'Ah, well! Why should one ask it of women – that they should be intelligent? It is not necessary.'
Sir George was back, fuming. Miss Brewis was with him, speaking rather breathlessly.
'I've no idea where she is, Sir George. I saw her over by the fortune teller's tent last. But that was at least twenty minutes or half an hour ago. She's not in the house.'
'Is it not possible,' asked Poirot, 'that she has gone to observe the progress of Mrs Oliver's murder hunt?'
Sir George's brow cleared.
'That's probably it. Look here, I can't leave the shows here. I'm in charge. And Amanda's got her hands full. Could you possibly have a look round, Poirot? You know the course.'
But Poirot did not know the course. However, an inquiry of Miss Brewis gave him rough guidance. Miss Brewis took brisk charge of De Sousa and Poirot went off murmuring to himself, like an incantation:
' Tennis Court, Camellia Garden, The Folly, Upper Nursery Garden, Boathouse…'
As he passed the coconut shy he was amused to notice Sir George proffering wooden balls with a dazzling smile of welcome to the same young Italian woman whom he had driven off that morning and who was clearly puzzled at his change of attitude.
He went on his way to the tennis court. But there was no one there but an old gentleman of military aspect who was fast asleep on a garden seat with his hat pulled over his eyes. Poirot retraced his steps to the house and went on down to the camellia garden.
In the camellia garden Poirot found Mrs Oliver dressed in purple splendour, sitting on a garden seat in a brooding attitude, and looking rather like Mrs Siddons. She beckoned him to the seat beside her.
'This is only the second clue,' she hissed. 'I think I've made them too difficult. Nobody's come yet.'
At this moment a young man in shorts, with a prominent Adam's apple, entered the garden.

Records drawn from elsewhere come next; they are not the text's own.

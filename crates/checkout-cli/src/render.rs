//! Plain-text rendering of the delivery view.

use std::fmt;

use checkout_delivery::{DeliveryMode, DeliveryView, MethodSummary};

const SELECT_PLACEHOLDER: &str = "Choose delivery option";

/// Terminal layout of a [`DeliveryView`].
struct Rendered<'a>(&'a DeliveryView);

fn write_confirmed(f: &mut fmt::Formatter<'_>, confirmed: &[MethodSummary]) -> fmt::Result {
    for method in confirmed {
        writeln!(f, "  Method: {}", method.line())?;
    }
    Ok(())
}

impl fmt::Display for Rendered<'_> {
    fn fmt(&self, f: &mut fmt::Formatter<'_>) -> fmt::Result {
        let view = self.0;

        if let Some(notice) = &view.blocking_notice {
            writeln!(f, "!! {}", notice.heading())?;
            writeln!(f, "!! {}", notice.title())?;
            writeln!(f, "!! {}", notice.body())?;
            writeln!(f, "!! (close returns to {})", notice.close_href())?;
            writeln!(f)?;
        }

        let check = if view.completed { " [done]" } else { "" };
        writeln!(f, "Delivery{check}")?;

        match &view.mode {
            DeliveryMode::Editing {
                groups,
                confirmed,
                error,
                can_continue,
                loading,
            } => {
                for group in groups {
                    writeln!(f, "\n{}", group.heading)?;
                    writeln!(f, "  ({SELECT_PLACEHOLDER})")?;
                    for option in &group.options {
                        writeln!(f, "  [{}] {}", option.id, option.label())?;
                    }
                }
                if !confirmed.is_empty() {
                    writeln!(f)?;
                    write_confirmed(f, confirmed)?;
                }
                if let Some(error) = error {
                    writeln!(f, "\nerror: {error}")?;
                }
                let state = match (*can_continue, *loading) {
                    (_, true) => "loading",
                    (true, false) => "ready",
                    (false, false) => "disabled",
                };
                writeln!(f, "\nContinue to payment ({state})")
            }
            DeliveryMode::Summary { confirmed } => write_confirmed(f, confirmed),
        }
    }
}

pub(crate) fn render_view(view: &DeliveryView) -> String {
    Rendered(view).to_string()
}
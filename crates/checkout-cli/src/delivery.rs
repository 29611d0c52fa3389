//! Command handlers that load a cart, build the delivery section, and print it.

use checkout_client::StorefrontClient;
use checkout_core::CheckoutStep;
use checkout_delivery::DeliverySection;

use crate::render::render_view;

async fn load_section(
    client: &StorefrontClient,
    cart_id: &str,
    step: Option<CheckoutStep>,
    pathname: &str,
) -> anyhow::Result<DeliverySection> {
    let cart = client.retrieve_cart(cart_id).await?;
    let options = client.list_shipping_options(cart_id).await?;
    tracing::info!(
        cart_id,
        items = cart.items.len(),
        options = options.len(),
        "loaded cart and shipping options"
    );

    let mut section = DeliverySection::new(pathname, step, cart, Some(options.as_slice()));
    section.refresh_prices(client).await;
    Ok(section)
}

pub(crate) async fn run_show(
    client: &StorefrontClient,
    cart_id: &str,
    step: &str,
    pathname: &str,
) -> anyhow::Result<()> {
    let step = CheckoutStep::from_param(Some(step));
    let section = load_section(client, cart_id, step, pathname).await?;
    print!("{}", render_view(&section.view()));
    Ok(())
}

pub(crate) async fn run_select(
    client: &StorefrontClient,
    cart_id: &str,
    option_id: Option<&str>,
    pathname: &str,
) -> anyhow::Result<()> {
    let mut section =
        load_section(client, cart_id, Some(CheckoutStep::Delivery), pathname).await?;
    section.select(client, option_id).await;

    // Offered options can depend on the confirmed method.
    let options = client.list_shipping_options(cart_id).await?;
    let cart = section.cart().clone();
    if section.update_inputs(cart, Some(options.as_slice())) {
        section.refresh_prices(client).await;
    }

    print!("{}", render_view(&section.view()));
    Ok(())
}

pub(crate) async fn run_continue(
    client: &StorefrontClient,
    cart_id: &str,
    pathname: &str,
) -> anyhow::Result<()> {
    let mut section =
        load_section(client, cart_id, Some(CheckoutStep::Delivery), pathname).await?;
    match section.continue_to_payment() {
        Some(navigation) => {
            println!("{}", navigation.href);
            Ok(())
        }
        None => anyhow::bail!("cart {cart_id} has no confirmed shipping method yet"),
    }
}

With a cry of satisfaction he hurried to a tree in one corner and a further satisfied cry announced his discovery of the next clue. Passing them, he felt impelled to communicate his satisfaction.
'Lots of people don't know about cork trees,' he said confidentially. 'Clever photograph, the first clue, but I spotted what it was – section of a tennis net. There was a poison bottle, empty, and a cork. Most of 'em will go all out after the bottle clue – I guessed it was a red herring. Very delicate, cork trees, only hardy in this part of the world. I'm interested in rare shrubs and trees. Now where does one go, I wonder?'
He frowned over the entry in the notebook he carried.
'I've copied the next clue but it doesn't seem to make sense.' He eyed them suspiciously. 'You competing?'
'Oh, no,' said Mrs Oliver. 'We're just – looking on.'
'Righty-ho… 'When lovely woman stoops to folly.'… I've an idea I've heard that somewhere.'
'It is a well-known quotation,' said Poirot.
'A Folly can also be a building,' said Mrs Oliver helpfully. 'White – with pillars,' she added.
'That's an idea! Thanks a lot. They say Mrs Ariadne Oliver is down here herself somewhere about. I'd like to get her autograph. You haven't seen her about, have you?'
'No,' said Mrs Oliver firmly.
'I'd like to meet her. Good yarns she writes.' He lowered his voice. 'But they say she drinks like a fish.'
He hurried off and Mrs Oliver said indignantly:
'Really! That's most unfair when I only like lemonade!'
'And have you not just perpetrated the great unfairness in helping that young man towards the next clue?'
'Considering he's the only one who's got here so far, I thought he ought to be encouraged.'
'But you wouldn't give him your autograph.'
'That's different,' said Mrs Oliver. 'Sh! Here come some more.'
But these were not clue hunters. They were two women who having paid for admittance were determined to get their money's worth by seeing the grounds thoroughly.
They were hot and dissatisfied.
'You'd think they'd have some nice flower-beds,' said one to the other. 'Nothing but trees and more trees. It's not what I call a garden.'
Mrs Oliver nudged Poirot, and they slipped quietly away.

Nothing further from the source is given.